SUPPLIED INFORMATION:
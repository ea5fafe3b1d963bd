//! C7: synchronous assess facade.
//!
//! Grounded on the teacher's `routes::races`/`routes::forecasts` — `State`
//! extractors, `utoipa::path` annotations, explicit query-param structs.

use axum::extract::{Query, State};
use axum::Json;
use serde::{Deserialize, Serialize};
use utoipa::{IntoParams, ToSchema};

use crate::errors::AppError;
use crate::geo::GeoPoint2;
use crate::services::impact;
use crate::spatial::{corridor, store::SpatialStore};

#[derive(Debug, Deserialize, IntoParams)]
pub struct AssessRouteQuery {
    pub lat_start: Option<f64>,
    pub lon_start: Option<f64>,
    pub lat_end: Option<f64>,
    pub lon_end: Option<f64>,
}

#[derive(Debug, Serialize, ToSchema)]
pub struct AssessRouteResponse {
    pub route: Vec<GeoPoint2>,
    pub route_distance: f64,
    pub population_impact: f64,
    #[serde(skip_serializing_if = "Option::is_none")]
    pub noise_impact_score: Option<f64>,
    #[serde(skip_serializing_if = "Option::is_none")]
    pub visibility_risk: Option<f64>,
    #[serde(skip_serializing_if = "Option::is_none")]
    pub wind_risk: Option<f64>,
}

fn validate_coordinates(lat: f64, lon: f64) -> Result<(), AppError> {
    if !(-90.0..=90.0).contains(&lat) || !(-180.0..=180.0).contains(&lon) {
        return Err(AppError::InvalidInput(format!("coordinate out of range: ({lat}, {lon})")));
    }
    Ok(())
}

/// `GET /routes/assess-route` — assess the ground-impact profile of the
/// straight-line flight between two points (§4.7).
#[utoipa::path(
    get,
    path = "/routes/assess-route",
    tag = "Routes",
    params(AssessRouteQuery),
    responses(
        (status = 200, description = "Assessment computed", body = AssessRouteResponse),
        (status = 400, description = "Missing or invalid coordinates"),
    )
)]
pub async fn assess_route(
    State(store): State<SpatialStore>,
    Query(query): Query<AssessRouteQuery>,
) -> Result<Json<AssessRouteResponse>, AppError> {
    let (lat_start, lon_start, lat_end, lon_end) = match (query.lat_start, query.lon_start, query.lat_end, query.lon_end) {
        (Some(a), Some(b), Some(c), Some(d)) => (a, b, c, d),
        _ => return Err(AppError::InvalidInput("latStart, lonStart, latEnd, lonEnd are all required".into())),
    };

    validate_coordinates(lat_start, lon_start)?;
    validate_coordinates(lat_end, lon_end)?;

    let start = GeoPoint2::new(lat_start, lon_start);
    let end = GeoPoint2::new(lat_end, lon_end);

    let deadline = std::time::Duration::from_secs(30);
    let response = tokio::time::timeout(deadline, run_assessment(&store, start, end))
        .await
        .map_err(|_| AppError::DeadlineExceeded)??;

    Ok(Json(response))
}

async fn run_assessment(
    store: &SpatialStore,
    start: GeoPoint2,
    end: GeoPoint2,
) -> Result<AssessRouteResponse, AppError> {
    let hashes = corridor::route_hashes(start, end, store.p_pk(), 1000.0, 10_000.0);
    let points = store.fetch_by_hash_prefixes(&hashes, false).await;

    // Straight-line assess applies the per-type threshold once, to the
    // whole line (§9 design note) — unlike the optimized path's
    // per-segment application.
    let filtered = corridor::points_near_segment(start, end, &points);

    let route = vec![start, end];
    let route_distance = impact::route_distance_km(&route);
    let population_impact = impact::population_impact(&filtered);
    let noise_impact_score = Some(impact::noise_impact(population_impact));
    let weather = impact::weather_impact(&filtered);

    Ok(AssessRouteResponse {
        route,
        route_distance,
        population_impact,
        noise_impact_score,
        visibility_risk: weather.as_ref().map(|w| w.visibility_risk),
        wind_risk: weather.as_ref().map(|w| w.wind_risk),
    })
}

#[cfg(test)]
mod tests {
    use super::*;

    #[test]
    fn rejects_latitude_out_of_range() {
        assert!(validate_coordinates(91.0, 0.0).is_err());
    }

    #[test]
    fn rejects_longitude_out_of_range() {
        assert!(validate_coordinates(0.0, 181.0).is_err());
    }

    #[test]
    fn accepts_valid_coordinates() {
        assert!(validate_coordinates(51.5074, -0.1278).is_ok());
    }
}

...

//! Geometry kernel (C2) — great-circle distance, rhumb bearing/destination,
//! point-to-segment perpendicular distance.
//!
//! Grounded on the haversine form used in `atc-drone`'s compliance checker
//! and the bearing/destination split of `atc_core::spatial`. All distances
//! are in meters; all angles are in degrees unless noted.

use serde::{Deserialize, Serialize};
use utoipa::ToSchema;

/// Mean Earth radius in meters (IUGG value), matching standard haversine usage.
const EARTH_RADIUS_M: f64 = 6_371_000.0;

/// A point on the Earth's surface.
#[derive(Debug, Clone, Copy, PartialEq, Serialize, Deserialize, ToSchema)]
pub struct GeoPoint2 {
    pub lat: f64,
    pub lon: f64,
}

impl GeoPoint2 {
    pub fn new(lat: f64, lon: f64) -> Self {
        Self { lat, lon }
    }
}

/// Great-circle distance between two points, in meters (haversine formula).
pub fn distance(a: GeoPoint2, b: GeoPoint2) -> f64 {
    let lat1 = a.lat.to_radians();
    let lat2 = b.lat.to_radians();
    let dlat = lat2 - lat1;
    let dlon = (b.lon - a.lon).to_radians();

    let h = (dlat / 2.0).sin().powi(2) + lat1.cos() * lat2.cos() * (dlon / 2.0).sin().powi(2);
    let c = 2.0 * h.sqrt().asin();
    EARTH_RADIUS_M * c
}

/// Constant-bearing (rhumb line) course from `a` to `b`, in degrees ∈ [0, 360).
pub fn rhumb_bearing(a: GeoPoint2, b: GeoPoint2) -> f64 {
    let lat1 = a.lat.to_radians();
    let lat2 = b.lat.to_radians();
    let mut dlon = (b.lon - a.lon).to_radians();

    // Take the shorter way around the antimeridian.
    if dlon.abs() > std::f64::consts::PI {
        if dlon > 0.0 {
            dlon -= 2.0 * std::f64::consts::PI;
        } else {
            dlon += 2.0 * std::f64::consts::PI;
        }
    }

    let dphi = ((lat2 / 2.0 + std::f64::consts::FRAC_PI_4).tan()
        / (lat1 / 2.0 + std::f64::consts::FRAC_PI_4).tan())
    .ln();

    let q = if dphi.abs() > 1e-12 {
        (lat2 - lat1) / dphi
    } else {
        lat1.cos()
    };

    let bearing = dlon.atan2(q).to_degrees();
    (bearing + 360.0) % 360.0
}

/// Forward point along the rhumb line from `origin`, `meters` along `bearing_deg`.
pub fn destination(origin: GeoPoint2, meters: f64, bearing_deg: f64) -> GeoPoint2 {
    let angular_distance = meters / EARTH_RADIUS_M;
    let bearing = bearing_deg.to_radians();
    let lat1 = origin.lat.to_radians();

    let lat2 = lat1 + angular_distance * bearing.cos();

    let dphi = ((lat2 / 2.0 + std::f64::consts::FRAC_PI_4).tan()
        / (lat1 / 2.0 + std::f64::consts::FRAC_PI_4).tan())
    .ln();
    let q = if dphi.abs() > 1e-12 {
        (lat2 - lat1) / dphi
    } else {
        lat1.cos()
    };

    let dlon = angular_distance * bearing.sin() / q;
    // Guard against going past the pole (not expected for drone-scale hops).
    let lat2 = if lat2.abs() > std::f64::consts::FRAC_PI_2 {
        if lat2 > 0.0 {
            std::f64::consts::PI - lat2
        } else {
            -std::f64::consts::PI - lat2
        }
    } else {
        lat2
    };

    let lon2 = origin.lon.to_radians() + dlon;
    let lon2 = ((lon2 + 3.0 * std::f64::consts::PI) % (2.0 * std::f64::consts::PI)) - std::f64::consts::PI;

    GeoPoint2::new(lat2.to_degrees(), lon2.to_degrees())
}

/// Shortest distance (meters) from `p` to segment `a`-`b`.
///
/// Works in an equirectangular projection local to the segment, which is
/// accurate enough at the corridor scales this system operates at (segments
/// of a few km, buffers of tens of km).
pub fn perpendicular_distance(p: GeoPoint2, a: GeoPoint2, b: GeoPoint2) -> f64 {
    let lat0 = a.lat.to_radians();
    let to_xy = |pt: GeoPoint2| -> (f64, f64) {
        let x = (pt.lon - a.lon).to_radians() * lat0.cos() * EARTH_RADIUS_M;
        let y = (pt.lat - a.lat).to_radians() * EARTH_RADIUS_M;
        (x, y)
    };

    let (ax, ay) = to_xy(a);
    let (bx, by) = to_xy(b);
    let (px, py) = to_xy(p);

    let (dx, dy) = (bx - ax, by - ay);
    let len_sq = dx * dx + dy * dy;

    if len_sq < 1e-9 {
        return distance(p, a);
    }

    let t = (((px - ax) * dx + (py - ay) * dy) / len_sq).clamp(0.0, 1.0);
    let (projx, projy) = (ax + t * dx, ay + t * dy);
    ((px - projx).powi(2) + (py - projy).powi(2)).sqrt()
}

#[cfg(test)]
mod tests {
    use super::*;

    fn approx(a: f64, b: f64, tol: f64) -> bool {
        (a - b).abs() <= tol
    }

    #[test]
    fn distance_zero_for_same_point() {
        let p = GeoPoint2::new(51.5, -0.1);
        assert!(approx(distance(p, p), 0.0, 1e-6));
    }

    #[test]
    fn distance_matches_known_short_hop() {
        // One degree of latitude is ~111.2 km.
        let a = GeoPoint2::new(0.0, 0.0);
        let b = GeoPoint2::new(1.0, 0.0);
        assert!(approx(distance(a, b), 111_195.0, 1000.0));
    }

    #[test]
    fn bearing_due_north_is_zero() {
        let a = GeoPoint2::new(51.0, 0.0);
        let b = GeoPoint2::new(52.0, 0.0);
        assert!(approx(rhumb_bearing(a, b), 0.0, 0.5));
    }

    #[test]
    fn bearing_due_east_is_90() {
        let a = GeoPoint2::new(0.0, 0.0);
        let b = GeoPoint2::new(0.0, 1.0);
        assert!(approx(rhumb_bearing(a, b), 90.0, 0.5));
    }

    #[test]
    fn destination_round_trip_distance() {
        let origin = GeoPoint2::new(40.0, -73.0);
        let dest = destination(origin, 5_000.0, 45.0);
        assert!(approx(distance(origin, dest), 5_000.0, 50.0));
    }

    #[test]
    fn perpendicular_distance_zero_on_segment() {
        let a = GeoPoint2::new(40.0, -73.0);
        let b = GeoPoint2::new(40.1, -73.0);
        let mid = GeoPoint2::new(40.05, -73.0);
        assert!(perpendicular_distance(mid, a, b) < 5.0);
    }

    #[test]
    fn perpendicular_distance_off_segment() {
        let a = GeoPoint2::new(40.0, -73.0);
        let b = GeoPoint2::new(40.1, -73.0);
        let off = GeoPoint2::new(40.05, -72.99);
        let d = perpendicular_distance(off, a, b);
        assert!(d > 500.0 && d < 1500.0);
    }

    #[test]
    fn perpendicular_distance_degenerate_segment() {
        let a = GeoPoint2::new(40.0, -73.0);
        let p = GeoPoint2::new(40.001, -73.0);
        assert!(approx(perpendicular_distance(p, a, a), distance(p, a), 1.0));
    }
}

TASK OBJECTIVE: Word for word, restate the lines of the listing above starting at the line with "repository ea5fafe3b1d963bd" and ending at the line with "profile of the", and nothing outside them.

OUTPUT BELOW:
repository ea5fafe3b1d963bd
//! C7: synchronous assess facade.
//!
//! Grounded on the teacher's `routes::races`/`routes::forecasts` — `State`
//! extractors, `utoipa::path` annotations, explicit query-param structs.

use axum::extract::{Query, State};
use axum::Json;
use serde::{Deserialize, Serialize};
use utoipa::{IntoParams, ToSchema};

use crate::errors::AppError;
use crate::geo::GeoPoint2;
use crate::services::impact;
use crate::spatial::{corridor, store::SpatialStore};

#[derive(Debug, Deserialize, IntoParams)]
pub struct AssessRouteQuery {
    pub lat_start: Option<f64>,
    pub lon_start: Option<f64>,
    pub lat_end: Option<f64>,
    pub lon_end: Option<f64>,
}

#[derive(Debug, Serialize, ToSchema)]
pub struct AssessRouteResponse {
    pub route: Vec<GeoPoint2>,
    pub route_distance: f64,
    pub population_impact: f64,
    #[serde(skip_serializing_if = "Option::is_none")]
    pub noise_impact_score: Option<f64>,
    #[serde(skip_serializing_if = "Option::is_none")]
    pub visibility_risk: Option<f64>,
    #[serde(skip_serializing_if = "Option::is_none")]
    pub wind_risk: Option<f64>,
}

fn validate_coordinates(lat: f64, lon: f64) -> Result<(), AppError> {
    if !(-90.0..=90.0).contains(&lat) || !(-180.0..=180.0).contains(&lon) {
        return Err(AppError::InvalidInput(format!("coordinate out of range: ({lat}, {lon})")));
    }
    Ok(())
}

/// `GET /routes/assess-route` — assess the ground-impact profile of the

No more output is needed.